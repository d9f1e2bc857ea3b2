//! Deterministic binary encoding for values crossing the core boundary.
//!
//! Layout (bincode, fixed-width little-endian):
//! - integers and floats: their natural width, little-endian
//! - enums: `u32` discriminant followed by the variant payload
//! - strings, byte vectors, sequences: `u64` length followed by the elements
//! - `Option`: one tag byte (`0` none, `1` some) followed by the value
//!
//! Decoding is capped at [`MAX_MESSAGE_BYTES`] and rejects trailing bytes. A
//! string or byte length above the cap is [`DecodeError::LengthOverflow`]; one
//! within the cap that runs past the end of the input is
//! [`DecodeError::Truncated`]. Sequence element counts are not byte lengths, so
//! an oversized count surfaces as `Truncated` once the elements run out.

use bincode::{BincodeRead, Options};
use serde::de::{DeserializeOwned, Visitor};
use serde::Serialize;
use std::io;

use crate::{DecodeError, EncodeError};

/// Largest message either side of the boundary will produce or accept.
pub const MAX_MESSAGE_BYTES: u64 = 16 * 1024 * 1024;

fn options() -> impl Options {
    bincode::DefaultOptions::new()
        .with_fixint_encoding()
        .with_little_endian()
        .with_limit(MAX_MESSAGE_BYTES)
        .reject_trailing_bytes()
}

pub fn encode<T: Serialize + ?Sized>(value: &T) -> Result<Vec<u8>, EncodeError> {
    Ok(options().serialize(value)?)
}

pub fn decode<T: DeserializeOwned>(bytes: &[u8]) -> Result<T, DecodeError> {
    // `Options::deserialize` drops the size limit for slices; a custom reader keeps it.
    let mut input = Input { rest: bytes };
    let value = options().deserialize_from_custom(Reader(&mut input))?;
    if !input.rest.is_empty() {
        return Err(DecodeError::Malformed(format!(
            "{} trailing bytes",
            input.rest.len()
        )));
    }
    Ok(value)
}

struct Input<'a> {
    rest: &'a [u8],
}

impl<'a> Input<'a> {
    fn take(&mut self, length: usize) -> io::Result<&'a [u8]> {
        if length > self.rest.len() {
            return Err(io::ErrorKind::UnexpectedEof.into());
        }
        let (taken, rest) = self.rest.split_at(length);
        self.rest = rest;
        Ok(taken)
    }
}

/// Zero-copy reader over the input; the limit is checked by bincode before
/// any declared length is read.
struct Reader<'i, 'a>(&'i mut Input<'a>);

impl io::Read for Reader<'_, '_> {
    fn read(&mut self, out: &mut [u8]) -> io::Result<usize> {
        let n = out.len().min(self.0.rest.len());
        out[..n].copy_from_slice(self.0.take(n)?);
        Ok(n)
    }

    fn read_exact(&mut self, out: &mut [u8]) -> io::Result<()> {
        out.copy_from_slice(self.0.take(out.len())?);
        Ok(())
    }
}

impl<'a> BincodeRead<'a> for Reader<'_, 'a> {
    fn forward_read_str<V>(&mut self, length: usize, visitor: V) -> bincode::Result<V::Value>
    where
        V: Visitor<'a>,
    {
        let text = std::str::from_utf8(self.0.take(length)?)
            .map_err(bincode::ErrorKind::InvalidUtf8Encoding)?;
        visitor.visit_borrowed_str(text)
    }

    fn get_byte_buffer(&mut self, length: usize) -> bincode::Result<Vec<u8>> {
        Ok(self.0.take(length)?.to_vec())
    }

    fn forward_read_bytes<V>(&mut self, length: usize, visitor: V) -> bincode::Result<V::Value>
    where
        V: Visitor<'a>,
    {
        visitor.visit_borrowed_bytes(self.0.take(length)?)
    }
}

━━━━

Give back the material in full, word for word.

-- Exercise solution --
repository d9f1e2bc857ea3b2
//! Deterministic binary encoding for values crossing the core boundary.
//!
//! Layout (bincode, fixed-width little-endian):
//! - integers and floats: their natural width, little-endian
//! - enums: `u32` discriminant followed by the variant payload
//! - strings, byte vectors, sequences: `u64` length followed by the elements
//! - `Option`: one tag byte (`0` none, `1` some) followed by the value
//!
//! Decoding is capped at [`MAX_MESSAGE_BYTES`] and rejects trailing bytes. A
//! string or byte length above the cap is [`DecodeError::LengthOverflow`]; one
//! within the cap that runs past the end of the input is
//! [`DecodeError::Truncated`]. Sequence element counts are not byte lengths, so
//! an oversized count surfaces as `Truncated` once the elements run out.

use bincode::{BincodeRead, Options};
use serde::de::{DeserializeOwned, Visitor};
use serde::Serialize;
use std::io;

use crate::{DecodeError, EncodeError};

/// Largest message either side of the boundary will produce or accept.
pub const MAX_MESSAGE_BYTES: u64 = 16 * 1024 * 1024;

fn options() -> impl Options {
    bincode::DefaultOptions::new()
        .with_fixint_encoding()
        .with_little_endian()
        .with_limit(MAX_MESSAGE_BYTES)
        .reject_trailing_bytes()
}

pub fn encode<T: Serialize + ?Sized>(value: &T) -> Result<Vec<u8>, EncodeError> {
    Ok(options().serialize(value)?)
}

pub fn decode<T: DeserializeOwned>(bytes: &[u8]) -> Result<T, DecodeError> {
    // `Options::deserialize` drops the size limit for slices; a custom reader keeps it.
    let mut input = Input { rest: bytes };
    let value = options().deserialize_from_custom(Reader(&mut input))?;
    if !input.rest.is_empty() {
        return Err(DecodeError::Malformed(format!(
            "{} trailing bytes",
            input.rest.len()
        )));
    }
    Ok(value)
}

struct Input<'a> {
    rest: &'a [u8],
}

impl<'a> Input<'a> {
    fn take(&mut self, length: usize) -> io::Result<&'a [u8]> {
        if length > self.rest.len() {
            return Err(io::ErrorKind::UnexpectedEof.into());
        }
        let (taken, rest) = self.rest.split_at(length);
        self.rest = rest;
        Ok(taken)
    }
}

/// Zero-copy reader over the input; the limit is checked by bincode before
/// any declared length is read.
struct Reader<'i, 'a>(&'i mut Input<'a>);

impl io::Read for Reader<'_, '_> {
    fn read(&mut self, out: &mut [u8]) -> io::Result<usize> {
        let n = out.len().min(self.0.rest.len());
        out[..n].copy_from_slice(self.0.take(n)?);
        Ok(n)
    }

    fn read_exact(&mut self, out: &mut [u8]) -> io::Result<()> {
        out.copy_from_slice(self.0.take(out.len())?);
        Ok(())
    }
}

impl<'a> BincodeRead<'a> for Reader<'_, 'a> {
    fn forward_read_str<V>(&mut self, length: usize, visitor: V) -> bincode::Result<V::Value>
    where
        V: Visitor<'a>,
    {
        let text = std::str::from_utf8(self.0.take(length)?)
            .map_err(bincode::ErrorKind::InvalidUtf8Encoding)?;
        visitor.visit_borrowed_str(text)
    }

    fn get_byte_buffer(&mut self, length: usize) -> bincode::Result<Vec<u8>> {
        Ok(self.0.take(length)?.to_vec())
    }

    fn forward_read_bytes<V>(&mut self, length: usize, visitor: V) -> bincode::Result<V::Value>
    where
        V: Visitor<'a>,
    {
        visitor.visit_borrowed_bytes(self.0.take(length)?)
    }
}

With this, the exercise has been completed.